Before we dive into our strategy of how we approach finding more revenue for our partners, let’s first look at a few things that are not a primary part of our approach:

  • Relying only on a single data point, like year-over-year performance. Not only is a single data point in isolation not enough to signal if a pricing change will yield better results, YOY data specifically can be misleading given the influence of weather and conditions on year to year performance. We focus more on how well a partner is performing relative to potential as opposed to YOY revenue, as YOY revenue should always increase and can lead to a “good to great” problem.
  • Looking at resort performance in a silo.
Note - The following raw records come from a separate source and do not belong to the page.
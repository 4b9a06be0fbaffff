//! Protocol error types

use std::fmt;

/// Errors that can occur during packet decoding
#[derive(Debug, Clone, PartialEq, Eq)]
pub enum DecodeError {
    /// Not enough data in buffer
    InsufficientData,
    /// Invalid packet type
    InvalidPacketType(u8),
    /// Invalid remaining length encoding
    InvalidRemainingLength,
    /// Invalid protocol name
    InvalidProtocolName,
    /// Invalid protocol version
    InvalidProtocolVersion(u8),
    /// Invalid QoS value
    InvalidQoS(u8),
    /// Invalid UTF-8 string
    InvalidUtf8,
    /// Invalid packet flags
    InvalidFlags,
    /// Malformed packet
    MalformedPacket(&'static str),
    /// Packet too large
    PacketTooLarge,
    /// Unknown CONNACK return code
    InvalidReturnCode(u8),
}

impl fmt::Display for DecodeError {
    fn fmt(&self, f: &mut fmt::Formatter<'_>) -> fmt::Result {
        match self {
            Self::InsufficientData => write!(f, "insufficient data in buffer"),
            Self::InvalidPacketType(t) => write!(f, "invalid packet type: {}", t),
            Self::InvalidRemainingLength => write!(f, "invalid remaining length encoding"),
            Self::InvalidProtocolName => write!(f, "invalid protocol name"),
            Self::InvalidProtocolVersion(v) => write!(f, "invalid protocol version: {}", v),
            Self::InvalidQoS(q) => write!(f, "invalid QoS value: {}", q),
            Self::InvalidUtf8 => write!(f, "invalid UTF-8 string"),
            Self::InvalidFlags => write!(f, "invalid packet flags"),
            Self::MalformedPacket(msg) => write!(f, "malformed packet: {}", msg),
            Self::PacketTooLarge => write!(f, "packet too large"),
            Self::InvalidReturnCode(c) => write!(f, "invalid CONNACK return code: {}", c),
        }
    }
}

impl std::error::Error for DecodeError {}

/// Errors that can occur during packet encoding
#[derive(Debug, Clone, PartialEq, Eq)]
pub enum EncodeError {
    /// Packet too large
    PacketTooLarge,
    /// String too long
    StringTooLong,
    /// Invalid topic name
    InvalidTopicName,
}

impl fmt::Display for EncodeError {
    fn fmt(&self, f: &mut fmt::Formatter<'_>) -> fmt::Result {
        match self {
            Self::PacketTooLarge => write!(f, "packet too large"),
            Self::StringTooLong => write!(f, "string too long"),
            Self::InvalidTopicName => write!(f, "invalid topic name"),
        }
    }
}

impl std::error::Error for EncodeError {}
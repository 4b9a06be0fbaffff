//! MQTT Packet Codec
//!
//! Encoding and decoding of MQTT v3.1.1 packets.

mod decode;
mod encode;


pub use decode::Decoder;
pub use encode::Encoder;

use crate::protocol::{DecodeError, EncodeError};
use bytes::{BufMut, BytesMut};

/// Maximum remaining length (268,435,455 bytes = ~256 MB)
pub const MAX_REMAINING_LENGTH: usize = 268_435_455;

/// Default cap on inbound packets
pub const DEFAULT_MAX_PACKET_SIZE: usize = 1024 * 1024;

/// Read a Variable Byte Integer from buffer
/// Returns (value, bytes_consumed) or error
#[inline]
pub fn read_variable_int(buf: &[u8]) -> Result<(u32, usize), DecodeError> {
    let mut multiplier: u32 = 1;
    let mut value: u32 = 0;
    let mut pos = 0;

    loop {
        if pos >= 4 {
            return Err(DecodeError::InvalidRemainingLength);
        }
        let byte = *buf.get(pos).ok_or(DecodeError::InsufficientData)?;
        value += ((byte & 0x7F) as u32) * multiplier;
        pos += 1;

        if (byte & 0x80) == 0 {
            return Ok((value, pos));
        }
        multiplier *= 128;
    }
}

/// Write a Variable Byte Integer to buffer
/// Returns bytes written
#[inline]
pub fn write_variable_int(buf: &mut BytesMut, mut value: u32) -> Result<usize, EncodeError> {
    if value as usize > MAX_REMAINING_LENGTH {
        return Err(EncodeError::PacketTooLarge);
    }

    let mut count = 0;
    loop {
        let mut byte = (value % 128) as u8;
        value /= 128;
        if value > 0 {
            byte |= 0x80;
        }
        buf.put_u8(byte);
        count += 1;
        if value == 0 {
            return Ok(count);
        }
    }
}

/// Read a Two Byte Integer (u16 big-endian)
#[inline]
pub fn read_u16(buf: &[u8]) -> Result<u16, DecodeError> {
    match buf {
        [hi, lo, ..] => Ok(u16::from_be_bytes([*hi, *lo])),
        _ => Err(DecodeError::InsufficientData),
    }
}

/// Read a length-prefixed UTF-8 string
/// Returns (string, bytes_consumed) or error
#[inline]
pub fn read_string(buf: &[u8]) -> Result<(&str, usize), DecodeError> {
    let (raw, consumed) = read_binary(buf)?;
    let s = std::str::from_utf8(raw).map_err(|_| DecodeError::InvalidUtf8)?;

    if s.contains('\0') {
        return Err(DecodeError::MalformedPacket(
            "string contains null character",
        ));
    }

    Ok((s, consumed))
}

/// Read length-prefixed binary data
/// Returns (data, bytes_consumed) or error
#[inline]
pub fn read_binary(buf: &[u8]) -> Result<(&[u8], usize), DecodeError> {
    let len = read_u16(buf)? as usize;
    let total_len = 2 + len;

    if buf.len() < total_len {
        return Err(DecodeError::InsufficientData);
    }

    Ok((&buf[2..total_len], total_len))
}

/// Write a length-prefixed UTF-8 string
#[inline]
pub fn write_string(buf: &mut BytesMut, s: &str) -> Result<(), EncodeError> {
    write_binary(buf, s.as_bytes())
}

/// Write length-prefixed binary data
#[inline]
pub fn write_binary(buf: &mut BytesMut, data: &[u8]) -> Result<(), EncodeError> {
    let len = u16::try_from(data.len()).map_err(|_| EncodeError::StringTooLong)?;
    buf.put_u16(len);
    buf.put_slice(data);
    Ok(())
}
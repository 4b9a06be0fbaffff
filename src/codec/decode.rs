//! MQTT Packet Decoder

use bytes::Bytes;

use super::{read_binary, read_string, read_u16, read_variable_int, MAX_REMAINING_LENGTH};
use crate::protocol::{
    ConnAck, Connect, ConnectReturnCode, DecodeError, Packet, PacketId, Publish, QoS, SubAck,
    Subscribe, Subscription, PROTOCOL_LEVEL,
};

/// MQTT v3.1.1 Packet Decoder
pub struct Decoder {
    /// Maximum packet size
    max_packet_size: usize,
}

impl Decoder {
    pub fn new() -> Self {
        Self {
            max_packet_size: MAX_REMAINING_LENGTH,
        }
    }

    pub fn with_max_packet_size(mut self, size: usize) -> Self {
        self.max_packet_size = size.min(MAX_REMAINING_LENGTH);
        self
    }

    /// Decode a packet from the buffer
    /// Returns (packet, bytes_consumed), or `None` when the buffer holds
    /// only part of a packet
    pub fn decode(&self, buf: &[u8]) -> Result<Option<(Packet, usize)>, DecodeError> {
        if buf.len() < 2 {
            return Ok(None);
        }

        let first_byte = buf[0];
        let packet_type = first_byte >> 4;
        let flags = first_byte & 0x0F;

        let (remaining_length, len_bytes) = match read_variable_int(&buf[1..]) {
            Ok(r) => r,
            Err(DecodeError::InsufficientData) => return Ok(None),
            Err(e) => return Err(e),
        };

        if remaining_length as usize > self.max_packet_size {
            return Err(DecodeError::PacketTooLarge);
        }

        let total_len = 1 + len_bytes + remaining_length as usize;
        if buf.len() < total_len {
            return Ok(None);
        }

        let body = &buf[1 + len_bytes..total_len];

        let packet = match packet_type {
            1 => self.decode_connect(flags, body)?,
            2 => self.decode_connack(flags, body)?,
            3 => self.decode_publish(flags, body)?,
            4 => Packet::PubAck(self.decode_ack(flags, 0, body)?),
            5 => Packet::PubRec(self.decode_ack(flags, 0, body)?),
            6 => Packet::PubRel(self.decode_ack(flags, 2, body)?),
            7 => Packet::PubComp(self.decode_ack(flags, 0, body)?),
            8 => self.decode_subscribe(flags, body)?,
            9 => self.decode_suback(flags, body)?,
            12 | 13 | 14 => {
                if flags != 0 {
                    return Err(DecodeError::InvalidFlags);
                }
                if !body.is_empty() {
                    return Err(DecodeError::MalformedPacket("unexpected payload"));
                }
                match packet_type {
                    12 => Packet::PingReq,
                    13 => Packet::PingResp,
                    _ => Packet::Disconnect,
                }
            }
            _ => return Err(DecodeError::InvalidPacketType(packet_type)),
        };

        Ok(Some((packet, total_len)))
    }

    fn decode_connect(&self, flags: u8, body: &[u8]) -> Result<Packet, DecodeError> {
        if flags != 0 {
            return Err(DecodeError::InvalidFlags);
        }
        let mut pos = 0;

        let (protocol_name, len) = read_string(body)?;
        pos += len;
        if protocol_name != "MQTT" {
            return Err(DecodeError::InvalidProtocolName);
        }

        let level = *body.get(pos).ok_or(DecodeError::InsufficientData)?;
        pos += 1;
        if level != PROTOCOL_LEVEL {
            return Err(DecodeError::InvalidProtocolVersion(level));
        }

        let connect_flags = *body.get(pos).ok_or(DecodeError::InsufficientData)?;
        pos += 1;
        if (connect_flags & 0x01) != 0 {
            return Err(DecodeError::InvalidFlags);
        }
        // Will messages are never sent by this client
        if (connect_flags & 0x04) != 0 {
            return Err(DecodeError::MalformedPacket("will message not supported"));
        }
        let clean_session = (connect_flags & 0x02) != 0;
        let password_flag = (connect_flags & 0x40) != 0;
        let username_flag = (connect_flags & 0x80) != 0;
        if !username_flag && password_flag {
            return Err(DecodeError::InvalidFlags);
        }

        let keep_alive = read_u16(&body[pos..])?;
        pos += 2;

        let (client_id, len) = read_string(&body[pos..])?;
        pos += len;

        let username = if username_flag {
            let (username, len) = read_string(&body[pos..])?;
            pos += len;
            Some(username.to_string())
        } else {
            None
        };

        let password = if password_flag {
            let (password, len) = read_binary(&body[pos..])?;
            pos += len;
            Some(Bytes::copy_from_slice(password))
        } else {
            None
        };

        if pos != body.len() {
            return Err(DecodeError::MalformedPacket("trailing bytes in CONNECT"));
        }

        Ok(Packet::Connect(Box::new(Connect {
            client_id: client_id.to_string(),
            clean_session,
            keep_alive,
            username,
            password,
        })))
    }

    fn decode_connack(&self, flags: u8, body: &[u8]) -> Result<Packet, DecodeError> {
        if flags != 0 {
            return Err(DecodeError::InvalidFlags);
        }
        let [ack_flags, code] = body else {
            return Err(DecodeError::MalformedPacket("CONNACK must be 2 bytes"));
        };
        if ack_flags & 0xFE != 0 {
            return Err(DecodeError::InvalidFlags);
        }
        let return_code =
            ConnectReturnCode::from_u8(*code).ok_or(DecodeError::InvalidReturnCode(*code))?;

        Ok(Packet::ConnAck(ConnAck {
            session_present: ack_flags & 0x01 != 0,
            return_code,
        }))
    }

    fn decode_publish(&self, flags: u8, body: &[u8]) -> Result<Packet, DecodeError> {
        let dup = (flags & 0x08) != 0;
        let qos_bits = (flags >> 1) & 0x03;
        let qos = QoS::from_u8(qos_bits).ok_or(DecodeError::InvalidQoS(qos_bits))?;
        let retain = (flags & 0x01) != 0;

        let (topic, mut pos) = read_string(body)?;
        if topic.contains(['+', '#']) {
            return Err(DecodeError::MalformedPacket("wildcard in topic name"));
        }

        let packet_id = if qos != QoS::AtMostOnce {
            let id = read_u16(&body[pos..])?;
            pos += 2;
            if id == 0 {
                return Err(DecodeError::MalformedPacket("packet identifier is zero"));
            }
            Some(id)
        } else {
            None
        };

        Ok(Packet::Publish(Publish {
            dup,
            qos,
            retain,
            topic: topic.to_string(),
            packet_id,
            payload: Bytes::copy_from_slice(&body[pos..]),
        }))
    }

    fn decode_ack(&self, flags: u8, expected: u8, body: &[u8]) -> Result<PacketId, DecodeError> {
        if flags != expected {
            return Err(DecodeError::InvalidFlags);
        }
        if body.len() != 2 {
            return Err(DecodeError::MalformedPacket("acknowledgement must be 2 bytes"));
        }
        Ok(PacketId(read_u16(body)?))
    }

    fn decode_subscribe(&self, flags: u8, body: &[u8]) -> Result<Packet, DecodeError> {
        if flags != 0x02 {
            return Err(DecodeError::InvalidFlags);
        }
        let packet_id = read_u16(body)?;
        let mut pos = 2;
        let mut subscriptions = Vec::new();

        while pos < body.len() {
            let (filter, len) = read_string(&body[pos..])?;
            pos += len;
            let qos_byte = *body.get(pos).ok_or(DecodeError::InsufficientData)?;
            pos += 1;
            let qos = QoS::from_u8(qos_byte).ok_or(DecodeError::InvalidQoS(qos_byte))?;
            subscriptions.push(Subscription {
                filter: filter.to_string(),
                qos,
            });
        }

        if subscriptions.is_empty() {
            return Err(DecodeError::MalformedPacket("SUBSCRIBE without filters"));
        }

        Ok(Packet::Subscribe(Subscribe {
            packet_id,
            subscriptions,
        }))
    }

    fn decode_suback(&self, flags: u8, body: &[u8]) -> Result<Packet, DecodeError> {
        if flags != 0 {
            return Err(DecodeError::InvalidFlags);
        }
        let packet_id = read_u16(body)?;
        let return_codes = body[2..]
            .iter()
            .map(|&code| match code {
                0x80 => Ok(None),
                other => QoS::from_u8(other)
                    .map(Some)
                    .ok_or(DecodeError::InvalidQoS(other)),
            })
            .collect::<Result<Vec<_>, _>>()?;

        Ok(Packet::SubAck(SubAck {
            packet_id,
            return_codes,
        }))
    }
}

impl Default for Decoder {
    fn default() -> Self {
        Self::new()
    }
}
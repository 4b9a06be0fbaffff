//! Topic Routing
//!
//! Two immutable lookup tables: broker topic to OSC address (forward) and
//! OSC address to broker topic (reverse). Keys are compared as exact,
//! case-sensitive strings; wildcard characters in a broker topic key have no
//! matching semantics here.

use fnv::FnvHashMap;

use crate::config::RouteTable;

/// Resolves endpoints between the broker and the local side
#[derive(Debug, Clone, Default)]
pub struct TopicRouter {
    /// broker topic -> OSC address (None = observe only)
    forward: FnvHashMap<String, Option<String>>,
    /// OSC address -> broker topic (None = no publish)
    reverse: FnvHashMap<String, Option<String>>,
}

impl TopicRouter {
    pub fn new<F, R>(forward: F, reverse: R) -> Self
    where
        F: IntoIterator<Item = (String, Option<String>)>,
        R: IntoIterator<Item = (String, Option<String>)>,
    {
        Self {
            forward: forward.into_iter().collect(),
            reverse: reverse.into_iter().collect(),
        }
    }

    /// Build from the configured route tables
    pub fn from_tables(forward: &RouteTable, reverse: &RouteTable) -> Self {
        Self::new(forward.clone(), reverse.clone())
    }

    /// OSC address paired with a broker topic, if any
    pub fn resolve_forward(&self, topic: &str) -> Option<&str> {
        self.forward.get(topic).and_then(|t| t.as_deref())
    }

    /// Broker topic paired with an OSC address, if any
    pub fn resolve_reverse(&self, address: &str) -> Option<&str> {
        self.reverse.get(address).and_then(|t| t.as_deref())
    }

    /// Whether the topic is a forward key at all (possibly observe only)
    pub fn is_forward_routed(&self, topic: &str) -> bool {
        self.forward.contains_key(topic)
    }

    /// Whether the address is a reverse key at all (possibly without a topic)
    pub fn is_reverse_routed(&self, address: &str) -> bool {
        self.reverse.contains_key(address)
    }

    /// Every broker topic to subscribe, sorted
    pub fn forward_topics(&self) -> Vec<String> {
        self.forward_routes()
            .into_iter()
            .map(|(topic, _)| topic.to_string())
            .collect()
    }

    /// Forward pairs sorted by topic
    pub fn forward_routes(&self) -> Vec<(&str, Option<&str>)> {
        sorted_pairs(&self.forward)
    }

    /// Reverse pairs sorted by address
    pub fn reverse_routes(&self) -> Vec<(&str, Option<&str>)> {
        sorted_pairs(&self.reverse)
    }

    pub fn forward_len(&self) -> usize {
        self.forward.len()
    }

    pub fn reverse_len(&self) -> usize {
        self.reverse.len()
    }
}

fn sorted_pairs(table: &FnvHashMap<String, Option<String>>) -> Vec<(&str, Option<&str>)> {
    let mut pairs: Vec<_> = table
        .iter()
        .map(|(key, value)| (key.as_str(), value.as_deref()))
        .collect();
    pairs.sort_unstable_by_key(|(key, _)| *key);
    pairs
}
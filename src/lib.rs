//! mqtt2osc - Bidirectional relay between an MQTT broker and OSC over UDP
//!
//! Broker messages on mapped topics pulse OSC addresses on the local side;
//! OSC flags on mapped addresses publish timestamped pings to the broker.

pub mod bridge;
pub mod codec;
pub mod config;
pub mod error;
pub mod mqtt;
pub mod osc;
pub mod payload;
pub mod protocol;

pub use bridge::{Bridge, DefaultHandler, RelayContext, RelayHandler, RelayState, TopicRouter};
pub use config::Config;
pub use error::RelayError;
pub use mqtt::{BrokerConnection, BrokerMessage, ConnectionState};
pub use osc::{LocalListener, OscMessage, OscType};
pub use payload::PingPayload;
pub use protocol::QoS;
If Resort A is up 15% YOY, that might seem like a strong result, unless its competitor down the street, Resort B, is up 40% YOY.
  • Making pricing changes based only on terrain availability or lifts operating. This information doesn’t tell us how customers are responding to available price points.
  • Using weather forecasts to make pricing decisions. See prior point.

So, how do we determine if there is an opportunity to find new revenue for our partners? The key is to dig into a partner’s dataset while also comparing it to the global dataset we have amassed over our history and at that exact point in time. By standardizing the way we determine if an opportunity exists for an individual resort and comparing it to the larger network of resorts on the Liftopia platform, we’re able to reinform our pricing model and make real-time improvements at a much faster rate than a resort implementing pricing strategy alone.

A key metric we focus on is Revenue Per Search (RPS) – Total E-Commerce Revenue / Total Searches.  RPS is an indicator of conversion at the trip date-level, and allows us to more clearly measure how well a given date is performing in terms of dollars and cents. If customers are responding to price points that are available for a given day, that day will have a high RPS, and *might* point to an opportunity for improving the underlying strategy. But we can’t simply look at RPS of a single resort in a vacuum. Absent comparative data from other resorts, it would be difficult to interpret performance and understand if a single resort was under or over-performing potential. By normalizing a pricing model, optimization approach, and the customer intent dataset, Liftopia is in a unique position to assess and monitor individual partner performance and reduce the likelihood of false positives/negatives.